Me sirvo de mais um copo de vinho e dou mais uma tragada no último cigarro do maço. Devo estar dormindo ou quase isso. Devo estar dormindo com ratos. As imagens da minha infância começam a surgir na minha cabeça. É a primeira vez que estou bêbado e não penso em mulher. Não devo estar bêbado.
Minha lembrança mais antiga da infância é de meu pai. Meu pai tirando o cinto e gritando comigo por eu ter mexido na máquina de costura da minha mãe. Eu tinha uns seis anos. Meu pai nunca foi meu herói.
Tinhamos poucos momentos felizes. Lembrei de uma das raras vezes em que fomos à praia. Meu pai gostava da praia e lá, era uma pessoa completamente diferente do que era em casa. Brincamos na água, jogamos bola e ele me pagou um picolé. Até hoje me lembro do sabor, era de menta. Por esses e outros poucos e bons momentos eu sentia falta de ser criança.
O tempo passava rápido e logo me vi crescido. Nunca tive muitos amigos e muito menos, namoradas. E sempre fui o mais caçoado da turma por ser péssimo em futebol. Passava a maioria do meu tempo lendo ou ouvindo sermões do meu pai.
Da minha adolescência, a melhor lembrança é a de quando eu ganhei uma máquina de escrever. Eu era bom com as palavras, podia me tornar um grande escritor ou qualquer coisa assim. Eu gostava muito de escrever quando era moleque.
Certa vez, meu pai leu um dos meus textos.
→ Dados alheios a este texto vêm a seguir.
//! Combat domain: cooldown-gated ability timers for both fighters.
//!
//! All counters are integer ticks, decremented by one while the owning
//! fighter's clock runs and it is not stunned; an ability is usable only at
//! zero. Counters never underflow.

use bevy::prelude::*;

use crate::combat::components::ActionState;
use crate::content::FightTuning;

/// Player-side ability timers.
#[derive(Component, Debug, Default, Clone)]
pub struct PlayerAbilities {
    /// Remaining active duration of a running barrage.
    pub barrage_active: u32,
    pub barrage_cooldown: u32,
    pub star_finger_cooldown: u32,
    pub heavy_punch_cooldown: u32,
}

impl PlayerAbilities {
    /// Per-tick cooldown decrement. The active-duration counter is ticked by
    /// the barrage resolver itself, not here.
    pub fn tick(&mut self) {
        self.barrage_cooldown = self.barrage_cooldown.saturating_sub(1);
        self.star_finger_cooldown = self.star_finger_cooldown.saturating_sub(1);
        self.heavy_punch_cooldown = self.heavy_punch_cooldown.saturating_sub(1);
    }

    pub fn can_barrage(&self, state: ActionState) -> bool {
        self.barrage_cooldown == 0 && state.interruptible()
    }

    pub fn can_star_finger(&self, state: ActionState) -> bool {
        self.star_finger_cooldown == 0 && state.interruptible()
    }

    pub fn can_heavy_punch(&self, state: ActionState) -> bool {
        self.heavy_punch_cooldown == 0 && state.interruptible()
    }

    pub fn start_barrage(&mut self, tuning: &FightTuning) {
        self.barrage_active = tuning.player.barrage_duration;
    }

    pub fn start_star_finger(&mut self, tuning: &FightTuning) {
        self.star_finger_cooldown = tuning.player.star_finger_cooldown;
    }

    pub fn start_heavy_punch(&mut self, tuning: &FightTuning) {
        self.heavy_punch_cooldown = tuning.player.heavy_punch_cooldown;
    }

    /// Called when the active barrage window runs out.
    pub fn finish_barrage(&mut self, tuning: &FightTuning) {
        self.barrage_cooldown = tuning.player.barrage_cooldown;
    }
}

/// Rival-side ability timers.
#[derive(Component, Debug, Default, Clone)]
pub struct RivalAbilities {
    pub time_stop_cooldown: u32,
    pub barrage_cooldown: u32,
}

impl RivalAbilities {
    /// The time-stop opener is held back briefly at match start.
    pub fn at_match_start(tuning: &FightTuning) -> Self {
        Self {
            time_stop_cooldown: tuning.rival.initial_time_stop_cooldown,
            barrage_cooldown: 0,
        }
    }

    pub fn tick(&mut self) {
        self.time_stop_cooldown = self.time_stop_cooldown.saturating_sub(1);
        self.barrage_cooldown = self.barrage_cooldown.saturating_sub(1);
    }

    pub fn time_stop_ready(&self) -> bool {
        self.time_stop_cooldown == 0
    }

    pub fn barrage_ready(&self) -> bool {
        self.barrage_cooldown == 0
    }
}
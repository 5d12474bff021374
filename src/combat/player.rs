//! Combat domain: the player action resolver.
//!
//! One system owns the player's whole slot of the tick, in the order the
//! engine contract fixes: committed attacks continue, new actions start,
//! movement applies, then physics, then the combo threshold check. Nothing
//! here runs for a stunned or time-frozen player.

use bevy::ecs::message::MessageWriter;
use bevy::prelude::*;

use crate::combat::abilities::PlayerAbilities;
use crate::combat::components::{
    ActionState, ActionTrigger, AttackFrame, Facing, Fighter, Health, Player, Rival, Stun,
    Velocity,
};
use crate::combat::special::{Combo, SpecialMoveTimer, TimeStop, player_clock_runs};
use crate::content::FightTuning;
use crate::core::FightRng;
use crate::fx::{CalloutEvent, ParticleBurstEvent, ShakeEvent};
use crate::physics;
use crate::projectiles::{Blade, aim_velocity, reflect_arc};
use crate::input::FightInput;

const PLAYER_COLOR: Color = Color::srgb(0.55, 0.47, 0.78);
const RIVAL_COLOR: Color = Color::srgb(0.98, 0.83, 0.14);

pub(crate) fn resolve_player_action(
    tuning: Res<FightTuning>,
    input: Res<FightInput>,
    time_stop: Res<TimeStop>,
    mut combo: ResMut<Combo>,
    mut special_timer: ResMut<SpecialMoveTimer>,
    mut rng: ResMut<FightRng>,
    mut callouts: MessageWriter<CalloutEvent>,
    mut bursts: MessageWriter<ParticleBurstEvent>,
    mut shakes: MessageWriter<ShakeEvent>,
    mut player: Query<
        (
            &mut Transform,
            &mut Velocity,
            &mut Facing,
            &mut ActionState,
            &mut AttackFrame,
            &mut PlayerAbilities,
            &Stun,
            &Fighter,
        ),
        (With<Player>, Without<Rival>),
    >,
    mut rival: Query<
        (
            &mut Transform,
            &Fighter,
            &mut Health,
            &mut Stun,
            &ActionState,
            &Facing,
        ),
        (With<Rival>, Without<Player>),
    >,
    mut blades: Query<
        (&mut Blade, &mut Velocity, &Transform),
        (With<Blade>, Without<Player>, Without<Rival>),
    >,
) {
    let Ok((
        mut p_tf,
        mut p_vel,
        mut p_facing,
        mut p_state,
        mut p_frame,
        mut p_abilities,
        p_stun,
        p_fighter,
    )) = player.single_mut()
    else {
        return;
    };
    let Ok((mut r_tf, r_fighter, mut r_health, mut r_stun, r_state, r_facing)) =
        rival.single_mut()
    else {
        return;
    };

    // The ultimate is fully scripted elsewhere.
    if *p_state == ActionState::SpecialMove {
        return;
    }
    if p_stun.is_stunned() || !player_clock_runs(&time_stop, *p_state) {
        return;
    }

    let arena = &tuning.arena;
    let pt = &tuning.player;

    // Edge-triggered ability starts, only from an interruptible state.
    if input.star_finger_pressed && p_abilities.can_star_finger(*p_state) {
        p_state.try_transition(ActionTrigger::StartStarFinger);
        p_abilities.start_star_finger(&tuning);
        p_frame.0 = pt.star_finger_duration;
    } else if input.heavy_punch_pressed && p_abilities.can_heavy_punch(*p_state) {
        p_state.try_transition(ActionTrigger::StartHeavyPunch);
        p_abilities.start_heavy_punch(&tuning);
        p_frame.0 = pt.heavy_punch_duration;
    }

    match *p_state {
        ActionState::HeavyPunch => {
            p_vel.0.x = 0.0;
            p_frame.0 = p_frame.0.saturating_sub(1);

            // Single hit check at the mid-animation contact frame.
            if p_frame.0 == pt.heavy_punch_duration / 2 {
                callouts.write(CalloutEvent::flavor(
                    p_tf.translation.truncate(),
                    "CRACK!",
                    PLAYER_COLOR,
                    150.0,
                ));
                let dist = (p_tf.translation.x - r_tf.translation.x).abs();
                let ahead = p_facing.sign() * (r_tf.translation.x - p_tf.translation.x) > 0.0;
                if dist < pt.heavy_punch_range && ahead {
                    r_health.damage(pt.heavy_punch_damage);
                    combo.add();
                    r_stun.frames = pt.heavy_punch_stun;
                    bursts.write(ParticleBurstEvent {
                        pos: r_tf.translation.truncate(),
                        color: PLAYER_COLOR,
                        count: 40,
                    });
                    callouts.write(CalloutEvent::flavor(
                        r_tf.translation.truncate(),
                        "STAGGERED!",
                        Color::WHITE,
                        50.0,
                    ));
                    shakes.write(ShakeEvent {
                        intensity: 15.0,
                        duration: 20,
                    });
                    r_tf.translation.x += p_facing.sign() * pt.heavy_punch_knockback;
                }
            }
            if p_frame.0 == 0 {
                p_state.try_transition(ActionTrigger::FinishAttack);
            }
        }
        ActionState::StarFinger => {
            p_vel.0.x = 0.0;
            p_frame.0 = p_frame.0.saturating_sub(1);

            if p_frame.0 == pt.star_finger_duration - 5 {
                callouts.write(CalloutEvent::flavor(
                    p_tf.translation.truncate(),
                    "PIERCER!",
                    PLAYER_COLOR,
                    70.0,
                ));
                // Directional range window ahead of the player plus a
                // vertical tolerance band; damage lands once per activation.
                let reach_x = p_tf.translation.x + p_facing.sign() * pt.star_finger_range;
                let within = match *p_facing {
                    Facing::Right => {
                        r_tf.translation.x > p_tf.translation.x && r_tf.translation.x < reach_x
                    }
                    Facing::Left => {
                        r_tf.translation.x < p_tf.translation.x && r_tf.translation.x > reach_x
                    }
                };
                let level = (r_tf.translation.y - p_tf.translation.y).abs()
                    < pt.star_finger_vertical_tolerance;
                if within && level {
                    r_health.damage(pt.star_finger_damage);
                    combo.add();
                    bursts.write(ParticleBurstEvent {
                        pos: r_tf.translation.truncate(),
                        color: PLAYER_COLOR,
                        count: 20,
                    });
                    shakes.write(ShakeEvent {
                        intensity: 10.0,
                        duration: 15,
                    });
                    r_tf.translation.x += p_facing.sign() * 10.0;
                }
            }
            if p_frame.0 == 0 {
                p_state.try_transition(ActionTrigger::FinishAttack);
            }
        }
        ActionState::Barrage => {
            p_abilities.barrage_active = p_abilities.barrage_active.saturating_sub(1);
            p_vel.0.x *= 0.8;

            if rng.roll() < 0.45 {
                let size = 50.0 + rng.roll() * 40.0;
                callouts.write(CalloutEvent::flavor(
                    Vec2::new(
                        p_tf.translation.x + p_facing.sign() * 60.0,
                        p_tf.translation.y,
                    ),
                    "RUSH!",
                    PLAYER_COLOR,
                    size,
                ));
            }

            let dist = (p_tf.translation.x - r_tf.translation.x).abs();
            let clashing = *r_state == ActionState::Barrage && dist < pt.clash_range;
            let ahead = p_facing.sign() * (r_tf.translation.x - p_tf.translation.x) > 0.0;
            if !clashing && dist < pt.barrage_range && ahead {
                r_health.damage(pt.barrage_damage);
                combo.add();
                bursts.write(ParticleBurstEvent {
                    pos: r_tf.translation.truncate(),
                    color: RIVAL_COLOR,
                    count: 2,
                });
                shakes.write(ShakeEvent {
                    intensity: 3.0,
                    duration: 5,
                });
                r_tf.translation.x += p_facing.sign() * 0.5;
            } else if clashing {
                // Mutual barrage: no damage either way, both pushed apart.
                if rng.roll() < 0.2 {
                    let mid = (p_tf.translation.truncate() + r_tf.translation.truncate()) / 2.0;
                    callouts.write(CalloutEvent::flavor(mid, "CLASH!", Color::WHITE, 60.0));
                }
                shakes.write(ShakeEvent {
                    intensity: 4.0,
                    duration: 5,
                });
                p_tf.translation.x -= p_facing.sign() * 0.3;
                r_tf.translation.x -= r_facing.sign() * 0.3;
            }

            deflect_blades(
                &tuning,
                &mut rng,
                &p_tf,
                *p_facing,
                &r_tf,
                &mut blades,
                &mut callouts,
                &mut bursts,
            );

            if p_abilities.barrage_active == 0 {
                p_state.try_transition(ActionTrigger::FinishBarrage);
                p_abilities.finish_barrage(&tuning);
            }
        }
        _ => {
            if input.barrage_held && p_abilities.can_barrage(*p_state) {
                p_state.try_transition(ActionTrigger::StartBarrage);
                p_abilities.start_barrage(&tuning);
            } else {
                if input.left {
                    p_vel.0.x = -arena.move_speed;
                    *p_facing = Facing::Left;
                } else if input.right {
                    p_vel.0.x = arena.move_speed;
                    *p_facing = Facing::Right;
                } else {
                    p_vel.0.x = 0.0;
                }
                let trigger = if input.left || input.right {
                    ActionTrigger::Walk
                } else {
                    ActionTrigger::Halt
                };
                p_state.try_transition(trigger);
            }
        }
    }

    // Jump: grounded only, never out of a committed attack.
    if input.jump_pressed
        && physics::on_ground(arena, p_fighter, &p_tf)
        && !p_state.committed_attack()
    {
        p_vel.0.y = arena.jump_velocity;
    }

    physics::integrate(arena, p_fighter, &mut p_tf, &mut p_vel);
    physics::clamp_x(arena, p_fighter, &mut p_tf);
    physics::clamp_x(arena, r_fighter, &mut r_tf);

    // Combo threshold forcibly interrupts into the ultimate. Entering the
    // special clears the combo and every pending attack timer.
    if combo.0 >= tuning.special.combo_threshold
        && p_state.try_transition(ActionTrigger::ForceSpecial)
    {
        special_timer.0 = tuning.special.duration;
        combo.reset();
        p_frame.0 = 0;
        p_abilities.barrage_active = 0;
        callouts.write(CalloutEvent::flavor(
            p_tf.translation.truncate(),
            "FINAL ART: DEAD CALM!",
            PLAYER_COLOR,
            60.0,
        ));
        shakes.write(ShakeEvent {
            intensity: 20.0,
            duration: 20,
        });
    }
}

/// Barrage parry: redirect live, not-yet-deflected blades close to and
/// roughly in front of the player. A homing roll re-aims the blade at the
/// rival; otherwise it arcs away harmlessly.
#[allow(clippy::too_many_arguments)]
fn deflect_blades(
    tuning: &FightTuning,
    rng: &mut FightRng,
    p_tf: &Transform,
    p_facing: Facing,
    r_tf: &Transform,
    blades: &mut Query<
        (&mut Blade, &mut Velocity, &Transform),
        (With<Blade>, Without<Player>, Without<Rival>),
    >,
    callouts: &mut MessageWriter<CalloutEvent>,
    bursts: &mut MessageWriter<ParticleBurstEvent>,
) {
    let cfg = &tuning.blade;
    let p_center = p_tf.translation.truncate();

    for (mut blade, mut vel, b_tf) in blades {
        if blade.deflected || blade.launch_delay > 0 {
            continue;
        }
        let b_pos = b_tf.translation.truncate();
        let to_blade = b_pos - p_center;
        if to_blade.length() >= cfg.deflect_radius || p_facing.sign() * to_blade.x <= -30.0 {
            continue;
        }

        blade.deflected = true;
        blade.homing = rng.roll() < cfg.homing_chance;
        vel.0 = if blade.homing {
            aim_velocity(b_pos, r_tf.translation.truncate(), cfg.deflect_speed)
        } else {
            reflect_arc(p_facing, rng.roll(), cfg.deflect_speed)
        };
        blade.angle = vel.0.y.atan2(vel.0.x);

        bursts.write(ParticleBurstEvent {
            pos: b_pos,
            color: PLAYER_COLOR,
            count: 8,
        });
        let text = if blade.homing { "DEFLECT!" } else { "PARRY!" };
        callouts.write(CalloutEvent::flavor(b_pos, text, PLAYER_COLOR, 30.0));
    }
}
//! Combat domain: fighters, abilities, the player resolver, the rival AI,
//! and the time-stop/special-move machinery.

pub mod abilities;
pub mod ai;
pub mod components;
mod player;
pub mod special;
#[cfg(test)]
mod tests;

pub use abilities::{PlayerAbilities, RivalAbilities};
pub use ai::{AiMode, Decision, DecisionContext, RivalAi, choose_action};
pub use components::{
    ActionState, ActionTrigger, AttackFrame, Facing, Fighter, Health, Player, Rival, Stun,
    Velocity,
};
pub use special::{
    Combo, SpecialMoveTimer, TimeStop, blade_clock_runs, hazard_clock_runs, player_clock_runs,
    rival_clock_runs,
};

use bevy::prelude::*;

use crate::core::{GamePhase, TickSet, in_phase};

pub struct CombatPlugin;

impl Plugin for CombatPlugin {
    fn build(&self, app: &mut App) {
        app.init_resource::<TimeStop>()
            .init_resource::<Combo>()
            .init_resource::<SpecialMoveTimer>()
            .add_systems(
                FixedUpdate,
                (special::tick_time_stop, tick_fighter_timers)
                    .chain()
                    .in_set(TickSet::Timers)
                    .run_if(in_phase(GamePhase::Playing)),
            )
            .add_systems(
                FixedUpdate,
                special::run_special_move
                    .in_set(TickSet::Special)
                    .run_if(in_phase(GamePhase::Playing)),
            )
            .add_systems(
                FixedUpdate,
                player::resolve_player_action
                    .in_set(TickSet::Player)
                    .run_if(in_phase(GamePhase::Playing)),
            )
            .add_systems(
                FixedUpdate,
                ai::update_rival_ai
                    .in_set(TickSet::Rival)
                    .run_if(in_phase(GamePhase::Playing)),
            );
    }
}

/// Per-tick stun and cooldown decrement, gated by each actor's clock: a
/// frozen actor keeps its timers, and a stunned actor's cooldowns wait for
/// the stun to clear.
pub(crate) fn tick_fighter_timers(
    time_stop: Res<TimeStop>,
    mut player_q: Query<
        (&mut Stun, &mut PlayerAbilities, &ActionState),
        (With<Player>, Without<Rival>),
    >,
    mut rival_q: Query<(&mut Stun, &mut RivalAbilities), (With<Rival>, Without<Player>)>,
) {
    let Ok((mut p_stun, mut p_abilities, p_state)) = player_q.single_mut() else {
        return;
    };
    let p_state = *p_state;

    if player_clock_runs(&time_stop, p_state) {
        p_stun.tick();
        if !p_stun.is_stunned() {
            p_abilities.tick();
        }
    }

    if let Ok((mut r_stun, mut r_abilities)) = rival_q.single_mut() {
        if rival_clock_runs(&time_stop, p_state) {
            r_stun.tick();
            if !r_stun.is_stunned() {
                r_abilities.tick();
            }
        }
    }
}
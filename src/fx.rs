//! Fx domain: fire-and-forget feedback requested by the simulation.
//!
//! Combat systems emit messages; this plugin turns them into short-lived
//! particle/callout entities and the shared camera-shake value. The core
//! never waits on any of it.

use bevy::ecs::message::MessageReader;
use bevy::prelude::*;
use rand::Rng;

use crate::core::{FightRng, TickSet, fx_active};

/// Floating text callout (strike flavor, narration lines, warnings).
#[derive(Debug)]
pub struct CalloutEvent {
    pub pos: Vec2,
    pub text: String,
    pub color: Color,
    pub size: f32,
    /// Scatter around `pos`; narration lines keep their exact anchor.
    pub jitter: bool,
}

impl CalloutEvent {
    /// Combat flavor text, scattered around the impact point.
    pub fn flavor(pos: Vec2, text: impl Into<String>, color: Color, size: f32) -> Self {
        Self {
            pos,
            text: text.into(),
            color,
            size,
            jitter: true,
        }
    }

    /// Fixed-position narration line.
    pub fn narration(pos: Vec2, text: impl Into<String>, color: Color, size: f32) -> Self {
        Self {
            pos,
            text: text.into(),
            color,
            size,
            jitter: false,
        }
    }
}

impl bevy::ecs::message::Message for CalloutEvent {}

/// Burst of cosmetic particles.
#[derive(Debug)]
pub struct ParticleBurstEvent {
    pub pos: Vec2,
    pub color: Color,
    pub count: u32,
}

impl bevy::ecs::message::Message for ParticleBurstEvent {}

/// Camera shake request; concurrent requests take the max, never stack.
#[derive(Debug)]
pub struct ShakeEvent {
    pub intensity: f32,
    pub duration: u32,
}

impl bevy::ecs::message::Message for ShakeEvent {}

/// Current camera shake, decayed once per tick.
#[derive(Resource, Debug, Default)]
pub struct CameraShake {
    pub intensity: f32,
    pub duration: u32,
}

impl CameraShake {
    pub fn request(&mut self, intensity: f32, duration: u32) {
        self.intensity = self.intensity.max(intensity);
        self.duration = self.duration.max(duration);
    }

    pub fn tick(&mut self) {
        if self.duration > 0 {
            self.duration -= 1;
        } else {
            self.intensity = 0.0;
        }
    }

    pub fn clear(&mut self) {
        self.intensity = 0.0;
        self.duration = 0;
    }
}

/// Drifting cosmetic particle.
#[derive(Component, Debug)]
pub struct Particle {
    pub vel: Vec2,
    pub life: u32,
    pub color: Color,
}

/// Drifting floating-text entity.
#[derive(Component, Debug)]
pub struct Callout {
    pub vel: Vec2,
    pub life: u32,
}

pub struct FxPlugin;

impl Plugin for FxPlugin {
    fn build(&self, app: &mut App) {
        app.init_resource::<CameraShake>()
            .add_message::<CalloutEvent>()
            .add_message::<ParticleBurstEvent>()
            .add_message::<ShakeEvent>()
            .add_systems(
                FixedUpdate,
                // Leftover shake decays with the other global timers, before
                // this tick's requests land.
                decay_shake.in_set(TickSet::Timers).run_if(fx_active),
            )
            .add_systems(
                FixedUpdate,
                (
                    apply_shake_requests,
                    spawn_particle_bursts,
                    spawn_callouts,
                    update_particles,
                    update_callouts,
                )
                    .chain()
                    .in_set(TickSet::Fx)
                    .run_if(fx_active),
            );
    }
}

pub(crate) fn apply_shake_requests(
    mut requests: MessageReader<ShakeEvent>,
    mut shake: ResMut<CameraShake>,
) {
    for request in requests.read() {
        shake.request(request.intensity, request.duration);
    }
}

pub(crate) fn decay_shake(mut shake: ResMut<CameraShake>) {
    shake.tick();
}

pub(crate) fn spawn_particle_bursts(
    mut commands: Commands,
    mut bursts: MessageReader<ParticleBurstEvent>,
    mut rng: ResMut<FightRng>,
) {
    for burst in bursts.read() {
        for _ in 0..burst.count {
            let vel = Vec2::new(
                (rng.0.random::<f32>() - 0.5) * 10.0,
                (rng.0.random::<f32>() - 0.5) * 10.0,
            );
            let life = 25 + rng.0.random_range(0..25);
            commands.spawn((
                Particle {
                    vel,
                    life,
                    color: burst.color,
                },
                Transform::from_xyz(burst.pos.x, burst.pos.y, 5.0),
            ));
        }
    }
}

pub(crate) fn spawn_callouts(
    mut commands: Commands,
    mut events: MessageReader<CalloutEvent>,
    mut rng: ResMut<FightRng>,
) {
    for event in events.read() {
        let pos = if event.jitter {
            event.pos
                + Vec2::new(
                    (rng.0.random::<f32>() - 0.5) * 150.0,
                    (rng.0.random::<f32>() - 0.5) * 150.0,
                )
        } else {
            event.pos
        };
        let vel = Vec2::new(
            (rng.0.random::<f32>() - 0.5) * 4.0,
            4.0 + rng.0.random::<f32>() * 4.0,
        );
        commands.spawn((
            Callout { vel, life: 40 },
            Text2d::new(event.text.clone()),
            TextFont {
                font_size: event.size * 0.6,
                ..default()
            },
            TextColor(event.color),
            Transform::from_xyz(pos.x, pos.y, 10.0),
        ));
    }
}

pub(crate) fn update_particles(
    mut commands: Commands,
    mut particles: Query<(Entity, &mut Particle, &mut Transform)>,
) {
    for (entity, mut particle, mut tf) in &mut particles {
        tf.translation.x += particle.vel.x;
        tf.translation.y += particle.vel.y;
        particle.life = particle.life.saturating_sub(1);
        if particle.life == 0 {
            commands.entity(entity).despawn();
        }
    }
}

pub(crate) fn update_callouts(
    mut commands: Commands,
    mut callouts: Query<(Entity, &mut Callout, &mut Transform)>,
) {
    for (entity, mut callout, mut tf) in &mut callouts {
        tf.translation.x += callout.vel.x;
        tf.translation.y += callout.vel.y;
        callout.life = callout.life.saturating_sub(1);
        if callout.life == 0 {
            commands.entity(entity).despawn();
        }
    }
}

#[cfg(test)]
mod tests {
    use super::*;

    #[test]
    fn concurrent_shake_requests_take_the_max() {
        let mut shake = CameraShake::default();
        shake.request(10.0, 20);
        shake.request(4.0, 45);
        shake.request(8.0, 5);

        assert_eq!(shake.intensity, 10.0);
        assert_eq!(shake.duration, 45);
    }

    #[test]
    fn shake_decays_then_drops_to_zero() {
        let mut shake = CameraShake::default();
        shake.request(6.0, 2);

        shake.tick();
        shake.tick();
        assert_eq!(shake.duration, 0);
        assert_eq!(shake.intensity, 6.0);

        shake.tick();
        assert_eq!(shake.intensity, 0.0);
    }
}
Ele não gostou. Disse que era um texto que não transmitia nada de bom à ninguém e me mandou seguir carreira no exército, que como escritor eu não ia dar em nada. Talvez ele estivesse certo.
E por fim, me tornei velho demais para depender dos meus pais. Me arrumei escrevendo para pequenos jornalistas locais, que usavam seus nomes em minhas matérias, ganhando pagamentos miseráveis, impossíveis de me garantir uma vida descente. E cá estou, morando num buraco imundo, cercado de garrafas vazias de vinho, bitucas de cigarros e ratos. Me tornando tudo que meu pai não quis que eu fosse.